Colesterolo e cuore: le scelte giuste iniziano a tavola
Il colesterolo: perché non è un nemico (se lo conosci)
Il colesterolo è una sostanza essenziale per il nostro organismo: serve a produrre ormoni, vitamina D e contribuisce alla digestione dei grassi. Il problema nasce quando i suoi livelli nel sangue diventano troppo elevati, aumentando il rischio di malattie cardiovascolari.
La buona notizia è che molto dipende dalle nostre scelte quotidiane, a partire da ciò che mangiamo, ma non solo.
Colesterolo “buono” e “cattivo”: qual è la differenza?
Il colesterolo circola nel sangue legato a particelle chiamate lipoproteine. Le principali sono due:
- LDL – il colesterolo “cattivo”
Trasporta il colesterolo dal fegato alle cellule. Se è presente in eccesso, può depositarsi sulle pareti delle arterie, favorendo la formazione di placche che ostacolano la circolazione del sangue. - HDL – il colesterolo “buono”
Ha una funzione protettiva: raccoglie il colesterolo in eccesso e lo riporta al fegato, dove viene eliminato.
L’obiettivo non è “azzerare” il colesterolo, ma ridurre l’LDL e favorire l’HDL, attraverso alimentazione e stile di vita.
Cosa portare in tavola per aiutare il cuore
Una dieta equilibrata è il primo strumento di prevenzione cardiovascolare.
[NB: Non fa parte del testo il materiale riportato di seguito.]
use crate::error::ConfigError;
use log::info;
use serde::{Deserialize, Serialize};
use serde_yaml::Value;
use std::{env, fs, path::Path, path::PathBuf, time::Duration};
use url::Url;

/// Names the variable holding the config path, as to allow several configurations side by side
pub const CONFIG_PATH_ENV: &str = "REQUESTER_CONFIG_ENV";
pub const DEFAULT_CONFIG_VAR: &str = "REQUESTER_CONFIG";

const SECONDS_PER_HOUR: f64 = 3600.0;

/// The complete, explicit configuration for one requester session
#[derive(Debug, Clone, PartialEq, Serialize, Deserialize)]
pub struct Config {
  #[serde(default)]
  pub client: ClientParams,
  #[serde(default)]
  pub task: TaskParams,
  #[serde(default)]
  pub serialization: SerializationParams,
  pub experiment: ExperimentParams,
}

#[derive(Debug, Clone, PartialEq, Serialize, Deserialize)]
#[serde(default)]
pub struct ClientParams {
  pub in_production: bool,
  pub n_threads: usize,
  pub profile_name: String,
  pub storage_profile_name: String,
  pub sandbox_endpoint: String,
  pub production_endpoint: String,
}

impl Default for ClientParams {
  fn default() -> Self {
    ClientParams {
      in_production: false,
      n_threads: 1,
      profile_name: String::from("requester"),
      storage_profile_name: String::from("default"),
      sandbox_endpoint: String::from("https://mturk-requester-sandbox.us-east-1.amazonaws.com"),
      production_endpoint: String::from("https://mturk-requester.us-east-1.amazonaws.com"),
    }
  }
}

impl ClientParams {
  pub fn endpoint(&self) -> Result<Url, ConfigError> {
    let endpoint = if self.in_production {
      &self.production_endpoint
    } else {
      &self.sandbox_endpoint
    };

    Ok(Url::parse(endpoint)?)
  }

  pub fn environment(&self) -> &'static str {
    if self.in_production {
      "production"
    } else {
      "sandbox"
    }
  }
}

#[derive(Debug, Clone, PartialEq, Serialize, Deserialize)]
#[serde(default)]
pub struct TaskParams {
  pub title: String,
  pub description: String,
  pub keywords: Vec<String>,
  pub reward: f64,
  pub max_assignments: u32,
  pub frame_height: u32,
  pub assignment_duration_hours: f64,
  pub auto_approval_delay_hours: f64,
  pub lifetime_hours: f64,
}

impl Default for TaskParams {
  fn default() -> Self {
    TaskParams {
      title: String::new(),
      description: String::new(),
      keywords: vec![],
      reward: 0.0,
      max_assignments: 1,
      frame_height: 1170,
      assignment_duration_hours: 1.0,
      auto_approval_delay_hours: 48.0,
      lifetime_hours: 12.0,
    }
  }
}

fn hours(n_hours: f64) -> Duration {
  Duration::from_secs_f64(n_hours.max(0.0) * SECONDS_PER_HOUR)
}

impl TaskParams {
  pub fn assignment_duration(&self) -> Duration {
    hours(self.assignment_duration_hours)
  }

  pub fn auto_approval_delay(&self) -> Duration {
    hours(self.auto_approval_delay_hours)
  }

  pub fn lifetime(&self) -> Duration {
    hours(self.lifetime_hours)
  }
}

#[derive(Debug, Clone, Copy, PartialEq, Eq, Serialize, Deserialize)]
#[serde(rename_all = "lowercase")]
pub enum OutputFormat {
  Json,
  Bincode,
}

#[derive(Debug, Clone, PartialEq, Serialize, Deserialize)]
#[serde(default)]
pub struct SerializationParams {
  pub serialize: bool,
  pub output_dir_base: PathBuf,
  pub output_format: OutputFormat,
  pub compress: bool,
}

impl Default for SerializationParams {
  fn default() -> Self {
    SerializationParams {
      serialize: true,
      output_dir_base: PathBuf::from("task_output"),
      output_format: OutputFormat::Json,
      compress: false,
    }
  }
}

#[derive(Debug, Clone, PartialEq, Serialize, Deserialize)]
pub struct ExperimentParams {
  pub batch_id: String,
  #[serde(default)]
  pub project_name: String,
  /// `<bucket>[/<base prefix>]` for uploaded results; empty keeps everything local
  #[serde(default)]
  pub storage_location: String,
  #[serde(default = "default_debug_level")]
  pub debug_level: String,
}

fn default_debug_level() -> String {
  String::from("info")
}

/// Replace one setting after defaults are filled in, addressed by its key path
#[derive(Debug, Clone, PartialEq)]
pub struct Override {
  pub path: Vec<String>,
  pub value: Value,
}

impl Override {
  pub fn new<I, S, V>(path: I, value: V) -> Self
  where
    I: IntoIterator<Item = S>,
    S: Into<String>,
    V: Into<Value>,
  {
    Override {
      path: path.into_iter().map(Into::into).collect(),
      value: value.into(),
    }
  }

  fn invalid(&self) -> ConfigError {
    ConfigError::InvalidOverride(self.path.clone())
  }

  fn apply(&self, document: &mut Value) -> Result<(), ConfigError> {
    let (last, parents) = self.path.split_last().ok_or_else(|| self.invalid())?;

    let mut node = document;

    for key in parents {
      node = node
        .as_mapping_mut()
        .and_then(|mapping| mapping.get_mut(key.as_str()))
        .ok_or_else(|| self.invalid())?;
    }

    node
      .as_mapping_mut()
      .ok_or_else(|| self.invalid())?
      .insert(Value::from(last.as_str()), self.value.clone());

    Ok(())
  }
}

impl Config {
  pub fn from_yaml_str(raw: &str, overrides: &[Override]) -> Result<Self, ConfigError> {
    let config: Config = serde_yaml::from_str(raw)?;

    if overrides.is_empty() {
      return Ok(config);
    }

    let mut document = serde_yaml::to_value(&config)?;

    for setting in overrides {
      setting.apply(&mut document)?;
    }

    Ok(serde_yaml::from_value(document)?)
  }

  pub fn load<P: AsRef<Path>>(path: P, overrides: &[Override]) -> Result<Self, ConfigError> {
    let path = path.as_ref();

    let raw = fs::read_to_string(path).map_err(|source| ConfigError::Read {
      path: path.to_path_buf(),
      source,
    })?;

    Config::from_yaml_str(&raw, overrides)
  }

  /// Load from the file named by `$REQUESTER_CONFIG`, or by the variable `$REQUESTER_CONFIG_ENV`
  /// names. A `.env` file is honoured
  pub fn from_env(overrides: &[Override]) -> Result<Self, ConfigError> {
    dotenv::dotenv().ok();

    let config_var = env::var(CONFIG_PATH_ENV).unwrap_or_else(|_| String::from(DEFAULT_CONFIG_VAR));
    let config_path = env::var(&config_var).map_err(|_| ConfigError::Unset(config_var.clone()))?;

    info!("using {} for task configuration", config_path);

    Config::load(config_path, overrides)
  }
}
Alcuni alimenti aiutano in modo concreto a migliorare il profilo lipidico, altri lo danneggiano per cui è utile limitarne il consumo.
SI
- Frutta, verdura, legumi e cereali integrali: ricchi di fibre, riducono l’assorbimento del colesterolo a livello intestinale
- Olio extravergine di oliva: fonte di grassi “buoni”
- Pesce azzurro: ricco di omega-3, protettivi per cuore e arterie
NO
- carni rosse e insaccati
- formaggi molto grassi
- prodotti industriali ricchi di grassi saturi e zuccheri raffinati
Il ruolo del microbiota intestinale
Negli ultimi anni la ricerca ha messo in luce un alleato spesso sottovalutato: il microbiota intestinale, ovvero l’insieme dei batteri “buoni” che vivono nel nostro intestino. Un microbiota in equilibrio:
- favorisce l’eliminazione del colesterolo in eccesso;
- riduce l’infiammazione;
- migliora il metabolismo dei grassi.
Per nutrirlo al meglio sono fondamentali fibre, alimenti vegetali, legumi e cereali integrali, oltre a uno stile di vita attivo.
Stile di vita: molto più di quello che mangiamo
Il colesterolo non dipende solo dalla dieta. Anche alcune abitudini quotidiane incidono in modo significativo:
- attività fisica: aiuta a ridurre il colesterolo LDL e ad aumentare quello HDL;
- fumo: danneggia le pareti dei vasi sanguigni e abbassa il colesterolo “buono”;
- alcol: se consumato in eccesso, può aumentare trigliceridi e colesterolo “catti.vo”
Anche piccoli cambiamenti, se costanti, possono produrre benefici importanti nel tempo.
Frutta secca, piccola ma preziosa
Spesso si pensa che la frutta secca faccia “ingrassare”, ma un consumo moderato è un vero alleato del cuore. Perché fa bene?
- è ricca di grassi insaturi, che favoriscono l’aumento del colesterolo HDL;
- contiene fibre, vitamine e antiossidanti;
- aiuta a controllare la fame e l’apporto calorico complessivo.
La quantità giusta: circa 30 grammi al giorno (una piccola manciata).
Come integrarla facilmente, anche al lavoro:
- a colazione, nello yogurt o con la frutta;
- come spuntino spezza-fame a metà mattina o pomeriggio;
- in azienda, al posto di snack dolci o salati industriali.
Un gesto semplice che aiuta il cuore e fornisce energia in modo equilibrato.